BEGIN
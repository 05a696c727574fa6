//! Descriptive inspection of a respondent table.
//!
//! The inspector reports; it never halts the pipeline. High pairwise
//! correlation is logged as a warning and returned for a human to judge.

use std::collections::BTreeMap;

use serde::{Deserialize, Serialize};
use sv_core::{Error, Result};
use sv_prob::math::{mean, pearson, quantile_sorted, skewness, sorted, std_dev};

use crate::frame::{Column, ColumnKind, DataFrame};
use crate::transform::add_log_column;

/// Five-number summary plus moments of a numeric-like column.
#[derive(Debug, Clone, PartialEq, Serialize, Deserialize)]
pub struct NumericSummary {
    /// Column name.
    pub name: String,
    /// Row count.
    pub count: usize,
    /// Minimum.
    pub min: f64,
    /// First quartile.
    pub q1: f64,
    /// Median.
    pub median: f64,
    /// Mean.
    pub mean: f64,
    /// Third quartile.
    pub q3: f64,
    /// Maximum.
    pub max: f64,
    /// Sample standard deviation.
    pub sd: f64,
    /// Moment skewness.
    pub skewness: f64,
}

/// Level counts of a boolean or categorical column.
#[derive(Debug, Clone, PartialEq, Serialize, Deserialize)]
pub struct LevelSummary {
    /// Column name.
    pub name: String,
    /// `(level, count)` in level order.
    pub counts: Vec<(String, usize)>,
}

/// Summary of one column.
#[derive(Debug, Clone, PartialEq, Serialize, Deserialize)]
#[serde(tag = "type", rename_all = "snake_case")]
pub enum ColumnSummary {
    /// Numeric or integer column.
    Numeric(NumericSummary),
    /// Boolean or categorical column.
    Levels(LevelSummary),
}

impl ColumnSummary {
    /// Column name.
    pub fn name(&self) -> &str {
        match self {
            ColumnSummary::Numeric(s) => &s.name,
            ColumnSummary::Levels(s) => &s.name,
        }
    }
}

fn numeric_summary(name: &str, xs: &[f64]) -> NumericSummary {
    let s = sorted(xs);
    NumericSummary {
        name: name.to_string(),
        count: xs.len(),
        min: s.first().copied().unwrap_or(f64::NAN),
        q1: quantile_sorted(&s, 0.25),
        median: quantile_sorted(&s, 0.5),
        mean: mean(xs),
        q3: quantile_sorted(&s, 0.75),
        max: s.last().copied().unwrap_or(f64::NAN),
        sd: std_dev(xs),
        skewness: skewness(xs),
    }
}

/// Summarize every column in insertion order.
pub fn summarize(frame: &DataFrame) -> Vec<ColumnSummary> {
    frame
        .iter()
        .map(|(name, col)| match col.kind() {
            ColumnKind::Numeric | ColumnKind::Integer => {
                let xs = col.as_f64().unwrap_or_default();
                ColumnSummary::Numeric(numeric_summary(name, &xs))
            }
            ColumnKind::Boolean | ColumnKind::Categorical => ColumnSummary::Levels(LevelSummary {
                name: name.to_string(),
                counts: col.level_counts().unwrap_or_default(),
            }),
        })
        .collect()
}

/// Symmetric Pearson correlation matrix.
#[derive(Debug, Clone, PartialEq, Serialize, Deserialize)]
pub struct CorrelationMatrix {
    /// Column names, row/column order of `values`.
    pub names: Vec<String>,
    /// `values[i][j] = corr(names[i], names[j])`.
    pub values: Vec<Vec<f64>>,
}

impl CorrelationMatrix {
    /// Correlation between two named columns.
    pub fn get(&self, a: &str, b: &str) -> Option<f64> {
        let i = self.names.iter().position(|n| n == a)?;
        let j = self.names.iter().position(|n| n == b)?;
        Some(self.values[i][j])
    }
}

/// Pearson correlations over the given columns, or over every numeric-like
/// column when `columns` is `None`.
pub fn correlation_matrix(frame: &DataFrame, columns: Option<&[&str]>) -> Result<CorrelationMatrix> {
    let names: Vec<String> = match columns {
        Some(cols) => cols.iter().map(|s| s.to_string()).collect(),
        None => frame
            .iter()
            .filter(|(_, c)| c.kind() != ColumnKind::Categorical)
            .map(|(n, _)| n.to_string())
            .collect(),
    };
    if names.is_empty() {
        return Err(Error::Validation("correlation matrix needs at least one column".into()));
    }
    let data = names.iter().map(|n| frame.numeric(n)).collect::<Result<Vec<_>>>()?;
    let k = names.len();
    let mut values = vec![vec![1.0; k]; k];
    for i in 0..k {
        for j in (i + 1)..k {
            let r = pearson(&data[i], &data[j]);
            values[i][j] = r;
            values[j][i] = r;
        }
    }
    Ok(CorrelationMatrix { names, values })
}

/// A column whose absolute skewness exceeded the threshold.
#[derive(Debug, Clone, PartialEq, Serialize, Deserialize)]
pub struct SkewFlag {
    /// Column name.
    pub column: String,
    /// Sample skewness.
    pub skewness: f64,
}

/// Flag numeric and integer columns with `|skewness| > threshold`.
pub fn skew_check(frame: &DataFrame, threshold: f64) -> Vec<SkewFlag> {
    frame
        .iter()
        .filter(|(_, c)| matches!(c.kind(), ColumnKind::Numeric | ColumnKind::Integer))
        .filter_map(|(name, col)| {
            let g = skewness(&col.as_f64()?);
            (g.abs() > threshold).then(|| SkewFlag { column: name.to_string(), skewness: g })
        })
        .collect()
}

/// A pair of columns with `|r|` above the collinearity threshold.
#[derive(Debug, Clone, PartialEq, Serialize, Deserialize)]
pub struct CollinearPair {
    /// First column.
    pub a: String,
    /// Second column.
    pub b: String,
    /// Pearson correlation.
    pub r: f64,
}

/// List pairs with `|r| > threshold` (upper triangle only). Each pair is also
/// logged at warn level.
pub fn collinearity_report(corr: &CorrelationMatrix, threshold: f64) -> Vec<CollinearPair> {
    let mut out = Vec::new();
    let k = corr.names.len();
    for i in 0..k {
        for j in (i + 1)..k {
            let r = corr.values[i][j];
            if r.abs() > threshold {
                log::warn!(
                    "high correlation between '{}' and '{}': r = {:.3} (threshold {})",
                    corr.names[i],
                    corr.names[j],
                    r,
                    threshold
                );
                out.push(CollinearPair { a: corr.names[i].clone(), b: corr.names[j].clone(), r });
            }
        }
    }
    out
}

/// Inspector policy.
#[derive(Debug, Clone, PartialEq, Serialize, Deserialize)]
#[serde(default)]
pub struct InspectConfig {
    /// Absolute skewness above which a column is flagged.
    pub skew_threshold: f64,
    /// Absolute correlation above which a pair is reported.
    pub collinearity_threshold: f64,
    /// Log-transform flagged columns (strictly positive ones only).
    pub log_transform: bool,
    /// Output names for log columns; unlisted sources get `log_{source}`.
    pub log_names: BTreeMap<String, String>,
}

impl Default for InspectConfig {
    fn default() -> Self {
        let mut log_names = BTreeMap::new();
        log_names.insert("distance".to_string(), "logdist".to_string());
        Self { skew_threshold: 1.0, collinearity_threshold: 0.8, log_transform: true, log_names }
    }
}

/// Everything the inspector found.
#[derive(Debug, Clone, PartialEq, Serialize, Deserialize)]
pub struct InspectionReport {
    /// Per-column summaries of the input table.
    pub summaries: Vec<ColumnSummary>,
    /// Correlations over the numeric-like columns of the output table.
    pub correlation: CorrelationMatrix,
    /// Columns flagged as skewed.
    pub skewed: Vec<SkewFlag>,
    /// Highly correlated pairs.
    pub collinear: Vec<CollinearPair>,
    /// Columns appended by the inspector, in order.
    pub added_columns: Vec<String>,
}

/// Run the inspector: summarize, flag skew, append log columns, then correlate.
///
/// Returns the extended table and the report. The input table is not modified.
pub fn inspect(frame: &DataFrame, config: &InspectConfig) -> Result<(DataFrame, InspectionReport)> {
    let summaries = summarize(frame);
    let skewed = skew_check(frame, config.skew_threshold);

    let mut out = frame.clone();
    let mut added_columns = Vec::new();
    if config.log_transform {
        for flag in &skewed {
            let target = config
                .log_names
                .get(&flag.column)
                .cloned()
                .unwrap_or_else(|| format!("log_{}", flag.column));
            if out.contains(&target) {
                continue;
            }
            match add_log_column(&mut out, &flag.column, &target) {
                Ok(()) => {
                    log::info!(
                        "'{}' is skewed ({:.2}); added '{}'",
                        flag.column,
                        flag.skewness,
                        target
                    );
                    added_columns.push(target);
                }
                Err(e) => log::warn!("skipping log transform of '{}': {}", flag.column, e),
            }
        }
    }

    let correlation = correlation_matrix(&out, None)?;
    let collinear = collinearity_report(&correlation, config.collinearity_threshold);

    Ok((out, InspectionReport { summaries, correlation, skewed, collinear, added_columns }))
}

/// Numeric summary for one column, looked up by name.
pub fn describe(frame: &DataFrame, name: &str) -> Result<NumericSummary> {
    let col = frame.column(name)?;
    match col {
        Column::Categorical { .. } => {
            Err(Error::Validation(format!("column '{}' is categorical", name)))
        }
        _ => Ok(numeric_summary(name, &frame.numeric(name)?)),
    }
}

#[cfg(test)]
mod tests {
    use super::*;
    use crate::generator::{GeneratorConfig, generate};
    use approx::assert_relative_eq;

    #[test]
    fn test_summarize_kinds() {
        let df = generate(&GeneratorConfig::with_seed(1, 100)).unwrap();
        let s = summarize(&df);
        assert_eq!(s.len(), df.n_cols());
        match &s[0] {
            ColumnSummary::Levels(l) => {
                assert_eq!(l.name, "promo");
                assert_eq!(l.counts.iter().map(|(_, c)| c).sum::<usize>(), 100);
            }
            other => panic!("promo should summarize as levels: {:?}", other),
        }
        match &s[2] {
            ColumnSummary::Numeric(n) => {
                assert_eq!(n.name, "distance");
                assert!(n.min <= n.q1 && n.q1 <= n.median && n.median <= n.q3 && n.q3 <= n.max);
            }
            other => panic!("distance should summarize as numeric: {:?}", other),
        }
    }

    #[test]
    fn test_correlation_matrix_symmetric_unit_diagonal() {
        let df = generate(&GeneratorConfig::with_seed(2, 200)).unwrap();
        let c = correlation_matrix(&df, None).unwrap();
        assert!(!c.names.contains(&"promo".to_string()));
        for i in 0..c.names.len() {
            assert_relative_eq!(c.values[i][i], 1.0);
            for j in 0..c.names.len() {
                assert_relative_eq!(c.values[i][j], c.values[j][i]);
            }
        }
        assert!(correlation_matrix(&df, Some(&["promo"])).is_err());
    }

    #[test]
    fn test_inspect_adds_logdist() {
        let df = generate(&GeneratorConfig::with_seed(555, 500)).unwrap();
        let (out, report) = inspect(&df, &InspectConfig::default()).unwrap();
        assert!(report.skewed.iter().any(|f| f.column == "distance"));
        assert_eq!(report.added_columns, vec!["logdist".to_string()]);
        assert!(out.contains("logdist"));
        assert!(!df.contains("logdist"));
        let logdist = describe(&out, "logdist").unwrap();
        assert!(logdist.skewness.abs() < 1.0);
        assert!(report.correlation.get("logdist", "overall").is_some());
    }

    #[test]
    fn test_collinearity_threshold() {
        let corr = CorrelationMatrix {
            names: vec!["a".into(), "b".into(), "c".into()],
            values: vec![vec![1.0, 0.9, 0.1], vec![0.9, 1.0, -0.85], vec![0.1, -0.85, 1.0]],
        };
        let pairs = collinearity_report(&corr, 0.8);
        assert_eq!(pairs.len(), 2);
        assert_eq!((pairs[1].a.as_str(), pairs[1].b.as_str()), ("b", "c"));
        assert!(collinearity_report(&corr, 0.95).is_empty());
    }
}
END
**Problem requirements:** Go through the material line by line. Show each line that contains the string "serde".

**Solved exercise:**
use serde::{Deserialize, Serialize};
#[serde(tag = "type", rename_all = "snake_case")]
#[serde(default)]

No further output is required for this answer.